## TO DO
Check each line of the records for "collector"; collect those that have it.

## PROVIDED DATA
★ ★ ★ ★ ★

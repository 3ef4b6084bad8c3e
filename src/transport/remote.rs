//! CN-023: Remote-model transport.
//!
//! Calls an OpenAI-compatible chat-completions endpoint, one request at a
//! time. Each request's token budget is checked before dispatch (estimate,
//! not a wall-clock timeout). Guardrail failures retry the same call with
//! the accumulated feedback appended to the prompt, bounded by the
//! request's max_retries.

use crate::core::collector::ContentRequest;
use crate::core::config::{CocinaConfig, ProviderConfig};
use crate::core::types::TransportResult;
use indexmap::IndexMap;
use serde_json::json;

/// Rough token estimate used for the pre-dispatch budget check.
pub fn estimate_tokens(text: &str) -> u64 {
    (text.chars().count() as u64).div_ceil(4)
}

/// Verify a request fits its declared budget before any call is made.
pub fn check_budget(request: &ContentRequest) -> Result<(), String> {
    if let Some(budget) = request.budget_tokens {
        let estimate = estimate_tokens(&request.prompt);
        if estimate > budget {
            return Err(format!(
                "request '{}' prompt is ~{} tokens, over its budget of {}",
                request.id, estimate, budget
            ));
        }
    }
    Ok(())
}

pub fn resolve(
    requests: &[ContentRequest],
    config: &CocinaConfig,
) -> Result<TransportResult, String> {
    let provider = config.resolution.provider.as_ref().ok_or_else(|| {
        "model resolution selected but no provider is set \
         (set [resolution.provider] in cocina.toml)"
            .to_string()
    })?;
    let api_key = config.api_key().ok_or_else(|| {
        format!(
            "model provider configured but no API key found (set the {} environment variable)",
            provider.api_key_env
        )
    })?;

    for request in requests {
        check_budget(request)?;
    }

    let client = reqwest::blocking::Client::new();
    let mut answers = IndexMap::new();
    for request in requests {
        let answer = resolve_one(&client, provider, &api_key, request)?;
        answers.insert(request.id.clone(), answer);
    }
    Ok(TransportResult::Resolved(answers))
}

/// Resolve one request, retrying guardrail failures with feedback.
fn resolve_one(
    client: &reqwest::blocking::Client,
    provider: &ProviderConfig,
    api_key: &str,
    request: &ContentRequest,
) -> Result<String, String> {
    let mut feedback: Vec<String> = Vec::new();

    for attempt in 0..=request.max_retries {
        let prompt = build_prompt(&request.prompt, &feedback);
        let answer = call_model(client, provider, api_key, &prompt)?;

        match first_guardrail_failure(request, &answer) {
            None => return Ok(answer),
            Some(reason) if attempt < request.max_retries => {
                feedback.push(reason);
            }
            Some(reason) => {
                return Err(format!(
                    "request '{}' failed guardrails after {} attempt(s): {}",
                    request.id,
                    request.max_retries + 1,
                    reason
                ));
            }
        }
    }
    Err(format!("request '{}' exhausted its retries", request.id))
}

/// Prompt text for one attempt: original prompt plus prior failures.
pub fn build_prompt(prompt: &str, feedback: &[String]) -> String {
    if feedback.is_empty() {
        return prompt.to_string();
    }
    let mut full = prompt.to_string();
    full.push_str("\n\nPrevious attempts were rejected:\n");
    for reason in feedback {
        full.push_str(&format!("- {}\n", reason));
    }
    full.push_str("Produce a corrected answer.");
    full
}

fn first_guardrail_failure(request: &ContentRequest, answer: &str) -> Option<String> {
    for guardrail in &request.guardrails {
        if let Err(reason) = guardrail.check(answer) {
            return Some(reason);
        }
    }
    None
}

fn call_model(
    client: &reqwest::blocking::Client,
    provider: &ProviderConfig,
    api_key: &str,
    prompt: &str,
) -> Result<String, String> {
    let url = format!("{}/chat/completions", provider.base_url.trim_end_matches('/'));
    let body = json!({
        "model": provider.model,
        "messages": [{"role": "user", "content": prompt}],
    });

    let response = client
        .post(&url)
        .bearer_auth(api_key)
        .json(&body)
        .send()
        .map_err(|e| format!("model call to {} failed: {}", url, e))?;

    let status = response.status();
    let text = response
        .text()
        .map_err(|e| format!("model response unreadable: {}", e))?;
    if !status.is_success() {
        return Err(format!("model call failed: HTTP {}: {}", status, text.trim()));
    }

    let parsed: serde_json::Value = serde_json::from_str(&text)
        .map_err(|e| format!("model response is not JSON: {}", e))?;
    extract_content(&parsed)
}

/// Pull the answer text out of a chat-completions response body.
pub fn extract_content(response: &serde_json::Value) -> Result<String, String> {
    response["choices"][0]["message"]["content"]
        .as_str()
        .map(str::to_string)
        .ok_or_else(|| "model response has no choices[0].message.content".to_string())
}

#[cfg(test)]
mod tests {
    use super::*;
    use crate::core::types::Guardrail;

    fn request(id: &str, budget: Option<u64>) -> ContentRequest {
        ContentRequest {
            id: id.to_string(),
            prompt: "Write a handler module for the user resource".to_string(),
            guardrails: vec![Guardrail::NonEmpty],
            max_retries: 2,
            budget_tokens: budget,
            output: "out.rs".to_string(),
        }
    }

    #[test]
    fn test_cn023_estimate_tokens() {
        assert_eq!(estimate_tokens(""), 0);
        assert_eq!(estimate_tokens("abcd"), 1);
        assert_eq!(estimate_tokens("abcde"), 2);
    }

    #[test]
    fn test_cn023_budget_check() {
        assert!(check_budget(&request("a", None)).is_ok());
        assert!(check_budget(&request("a", Some(1000))).is_ok());
        let err = check_budget(&request("a", Some(2))).unwrap_err();
        assert!(err.contains("over its budget of 2"));
    }

    #[test]
    fn test_cn023_build_prompt_with_feedback() {
        let p = build_prompt(
            "Write code",
            &["output must contain 'pub'".to_string()],
        );
        assert!(p.starts_with("Write code"));
        assert!(p.contains("rejected"));
        assert!(p.contains("must contain 'pub'"));
        assert_eq!(build_prompt("Write code", &[]), "Write code");
    }

    #[test]
    fn test_cn023_extract_content() {
        let ok = serde_json::json!({
            "choices": [{"message": {"role": "assistant", "content": "pub fn x() {}"}}]
        });
        assert_eq!(extract_content(&ok).unwrap(), "pub fn x() {}");

        let bad = serde_json::json!({"error": "rate limited"});
        assert!(extract_content(&bad).is_err());
    }

    #[test]
    fn test_cn023_missing_provider() {
        let cfg = CocinaConfig::default();
        let err = resolve(&[request("a", None)], &cfg).unwrap_err();
        assert!(err.contains("provider"));
    }

    #[test]
    fn test_cn023_missing_credential_names_env_var() {
        let mut cfg = CocinaConfig::default();
        cfg.resolution.provider = Some(ProviderConfig {
            base_url: "https://api.example.com/v1".to_string(),
            model: "gpt-test".to_string(),
            api_key_env: "COCINA_TEST_KEY_UNSET".to_string(),
        });
        let err = resolve(&[request("a", None)], &cfg).unwrap_err();
        assert!(err.contains("COCINA_TEST_KEY_UNSET"));
    }
}
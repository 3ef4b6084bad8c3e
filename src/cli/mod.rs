//! CN-040: CLI subcommands — run, list, validate, init.

use crate::core::collector::Collector;
use crate::core::config::{CocinaConfig, CONFIG_FILE};
use crate::core::executor::{run_recipe, EngineOptions, EngineOutcome};
use crate::core::group::{run_group, GroupOutcome};
use crate::core::parser::{load_recipe, validate_recipe, RECIPE_FILE};
use crate::core::resolver::resolve;
use crate::core::types::{RecipeResult, ResolvedKind};
use crate::transport::AskMode;
use clap::Subcommand;
use indexmap::IndexMap;
use std::path::{Path, PathBuf};

#[derive(Subcommand, Debug)]
pub enum Commands {
    /// Resolve path segments to a recipe or group and run it
    Run {
        /// Path segments (kit cookbook recipe ...) plus positional arguments
        #[arg(required = true)]
        segments: Vec<String>,

        /// Set a variable (key=value, repeatable)
        #[arg(long = "set", value_name = "KEY=VALUE")]
        set: Vec<String>,

        /// Answers file from a previous deferred run
        #[arg(long)]
        answers: Option<PathBuf>,

        /// Who answers model content requests: me, ai, nobody
        #[arg(long)]
        ask: Option<String>,

        /// Ignore recipe-level variable defaults
        #[arg(long)]
        no_defaults: bool,

        /// Report intended effects without touching the filesystem
        #[arg(long)]
        dry: bool,

        /// Overwrite files that exist with different content
        #[arg(long)]
        force: bool,

        /// Skip confirmation prompts
        #[arg(short, long)]
        yes: bool,

        /// For groups: keep running past a failed recipe
        #[arg(long)]
        continue_on_error: bool,
    },

    /// List installed kits, cookbooks, and recipes
    List,

    /// Validate a recipe file or directory
    Validate {
        /// Recipe file or directory containing recipe.yaml
        path: PathBuf,
    },

    /// Initialize a cocina project
    Init {
        /// Directory to initialize (default: current)
        #[arg(default_value = ".")]
        path: PathBuf,
    },
}

/// Dispatch a CLI command. Returns the process exit code.
pub fn dispatch(cmd: Commands) -> Result<i32, String> {
    match cmd {
        Commands::Run {
            segments,
            set,
            answers,
            ask,
            no_defaults,
            dry,
            force,
            yes,
            continue_on_error,
        } => cmd_run(RunArgs {
            segments,
            set,
            answers,
            ask,
            no_defaults,
            dry,
            force,
            yes,
            continue_on_error,
        }),
        Commands::List => cmd_list().map(|_| 0),
        Commands::Validate { path } => cmd_validate(&path).map(|_| 0),
        Commands::Init { path } => cmd_init(&path).map(|_| 0),
    }
}

pub struct RunArgs {
    pub segments: Vec<String>,
    pub set: Vec<String>,
    pub answers: Option<PathBuf>,
    pub ask: Option<String>,
    pub no_defaults: bool,
    pub dry: bool,
    pub force: bool,
    pub yes: bool,
    pub continue_on_error: bool,
}

fn cmd_run(args: RunArgs) -> Result<i32, String> {
    let root = std::env::current_dir().map_err(|e| format!("cannot read cwd: {}", e))?;
    let config = CocinaConfig::load(&root)?;

    let resolved = resolve(&args.segments, &config, &root).ok_or_else(|| {
        format!(
            "no recipe or group matches: {} (checked kits, search dirs, and direct paths)",
            args.segments.join(" ")
        )
    })?;

    let ask = match args.ask.as_deref() {
        Some(s) => Some(s.parse::<AskMode>()?),
        None => None,
    };

    let mut opts = EngineOptions::new(root, config);
    opts.dry_run = args.dry;
    opts.force = args.force;
    opts.no_defaults = args.no_defaults;
    opts.set_vars = parse_set_vars(&args.set)?;
    opts.ask = ask;
    opts.answers_file = args.answers;
    opts.strict_positionals = resolved.kind == ResolvedKind::Recipe;

    if args.force && !args.yes && !args.dry && !confirm("--force may overwrite files, continue?")? {
        return Err("aborted".to_string());
    }

    let label: Vec<&str> = [&resolved.kit, &resolved.cookbook, &resolved.recipe]
        .iter()
        .filter_map(|o| o.as_deref())
        .collect();
    if label.is_empty() {
        println!("{}: {}", resolved.kind, resolved.full_path.display());
    } else {
        println!("{}: {}", resolved.kind, label.join("/"));
    }

    let mut collector = Collector::new();
    match resolved.kind {
        ResolvedKind::Recipe => {
            let recipe = load_recipe(&resolved.full_path)?;
            match run_recipe(&recipe, &resolved.remaining, &opts, &mut collector)? {
                EngineOutcome::Completed(result) => {
                    print_recipe_summary(&result);
                    if result.success {
                        Ok(0)
                    } else {
                        Err(result
                            .first_error()
                            .unwrap_or("recipe failed")
                            .to_string())
                    }
                }
                EngineOutcome::AnswersPending(code) => Ok(code),
            }
        }
        ResolvedKind::Group => {
            match run_group(
                &resolved.full_path,
                &resolved.remaining,
                &opts,
                &mut collector,
                args.continue_on_error,
            )? {
                GroupOutcome::Completed(result) => {
                    println!(
                        "group '{}': {}/{} recipe(s) succeeded",
                        result.group,
                        result.entries.iter().filter(|e| e.success).count(),
                        result.entries.len()
                    );
                    for entry in &result.entries {
                        println!(
                            "  {} {} ({} step(s))",
                            if entry.success { "ok " } else { "FAIL" },
                            entry.recipe,
                            entry.steps
                        );
                    }
                    if result.success {
                        Ok(0)
                    } else {
                        Err(format!("group '{}' failed", result.group))
                    }
                }
                GroupOutcome::AnswersPending(code) => Ok(code),
            }
        }
    }
}

fn print_recipe_summary(result: &RecipeResult) {
    println!(
        "recipe '{}' {} ({} step(s), {:.1?})",
        result.recipe,
        if result.success { "completed" } else { "failed" },
        result.steps.len(),
        result.duration
    );
    for path in result.created_files() {
        println!("  created:  {}", path.display());
    }
    for path in result.modified_files() {
        println!("  modified: {}", path.display());
    }
    for step in &result.steps {
        if step.skipped {
            println!("  skipped:  {}", step.name);
        }
    }
}

/// Parse repeated `--set key=value` pairs.
pub fn parse_set_vars(
    pairs: &[String],
) -> Result<IndexMap<String, serde_yaml_ng::Value>, String> {
    let mut vars = IndexMap::new();
    for pair in pairs {
        let (key, value) = pair
            .split_once('=')
            .ok_or_else(|| format!("invalid --set '{}' (expected key=value)", pair))?;
        if key.is_empty() {
            return Err(format!("invalid --set '{}' (empty key)", pair));
        }
        vars.insert(
            key.to_string(),
            serde_yaml_ng::Value::String(value.to_string()),
        );
    }
    Ok(vars)
}

fn confirm(question: &str) -> Result<bool, String> {
    use std::io::Write;
    print!("{} [y/N] ", question);
    std::io::stdout()
        .flush()
        .map_err(|e| format!("stdout error: {}", e))?;
    let mut line = String::new();
    std::io::stdin()
        .read_line(&mut line)
        .map_err(|e| format!("stdin error: {}", e))?;
    Ok(matches!(line.trim(), "y" | "Y" | "yes"))
}

fn cmd_list() -> Result<(), String> {
    let root = std::env::current_dir().map_err(|e| format!("cannot read cwd: {}", e))?;
    let config = CocinaConfig::load(&root)?;

    let kits_dir = config.kits_dir(&root);
    if kits_dir.is_dir() {
        println!("kits ({}):", kits_dir.display());
        for kit in sorted_dirs(&kits_dir)? {
            let kit_name = file_name(&kit);
            println!("  {}", kit_name);
            for cookbook in sorted_dirs(&kit)? {
                println!("    {}", file_name(&cookbook));
                for recipe in sorted_dirs(&cookbook)? {
                    if recipe.join(RECIPE_FILE).is_file() {
                        println!("      {}", file_name(&recipe));
                    }
                }
            }
        }
    }

    for dir in config.search_dirs(&root) {
        if !dir.is_dir() {
            continue;
        }
        println!("recipes ({}):", dir.display());
        for entry in sorted_dirs(&dir)? {
            if entry.join(RECIPE_FILE).is_file() {
                println!("  {}", file_name(&entry));
            }
        }
    }
    Ok(())
}

fn sorted_dirs(dir: &Path) -> Result<Vec<PathBuf>, String> {
    let entries = std::fs::read_dir(dir)
        .map_err(|e| format!("cannot read {}: {}", dir.display(), e))?;
    let mut dirs: Vec<PathBuf> = entries
        .flatten()
        .map(|e| e.path())
        .filter(|p| p.is_dir())
        .collect();
    dirs.sort();
    Ok(dirs)
}

fn file_name(path: &Path) -> String {
    path.file_name()
        .map(|n| n.to_string_lossy().to_string())
        .unwrap_or_else(|| path.display().to_string())
}

fn cmd_validate(path: &Path) -> Result<(), String> {
    let recipe = load_recipe(path)?;
    let errors = validate_recipe(&recipe);

    if errors.is_empty() {
        println!(
            "OK: {} ({} variable(s), {} step(s))",
            recipe.name,
            recipe.variables.len(),
            recipe.steps.len()
        );
        Ok(())
    } else {
        for e in &errors {
            eprintln!("  ERROR: {}", e);
        }
        Err(format!("{} validation error(s)", errors.len()))
    }
}

fn cmd_init(path: &Path) -> Result<(), String> {
    let config_path = path.join(CONFIG_FILE);
    if config_path.exists() {
        return Err(format!("{} already exists", config_path.display()));
    }

    let template = r#"# cocina project configuration
kits_dir = "kits"
search_dirs = ["recipes"]

[resolution]
# mode = "model" | "command" | "defer" (unset = auto)

# [resolution.provider]
# base_url = "https://api.openai.com/v1"
# model = "gpt-4o-mini"
# api_key_env = "COCINA_API_KEY"
"#;
    std::fs::write(&config_path, template)
        .map_err(|e| format!("cannot write {}: {}", config_path.display(), e))?;

    let example_dir = path.join("recipes/hello");
    std::fs::create_dir_all(&example_dir)
        .map_err(|e| format!("cannot create {}: {}", example_dir.display(), e))?;
    let recipe = r#"name: hello
description: "Starter recipe"
variables:
  name:
    type: string
    required: true
    positional: 0
steps:
  - name: greet
    tool: echo
    message: "hello, {{name}}"
"#;
    std::fs::write(example_dir.join(RECIPE_FILE), recipe)
        .map_err(|e| format!("cannot write recipe: {}", e))?;

    println!("Initialized cocina project at {}", path.display());
    println!("  Created: {}", config_path.display());
    println!("  Created: {}/{}", example_dir.display(), RECIPE_FILE);
    println!("Try: cocina run hello world");
    Ok(())
}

★ ★ ★ ★ ★

## EXERCISE RESULT
use crate::core::collector::ContentRequest;
use crate::core::collector::Collector;
    let mut collector = Collector::new();
            match run_recipe(&recipe, &resolved.remaining, &opts, &mut collector)? {
                &mut collector,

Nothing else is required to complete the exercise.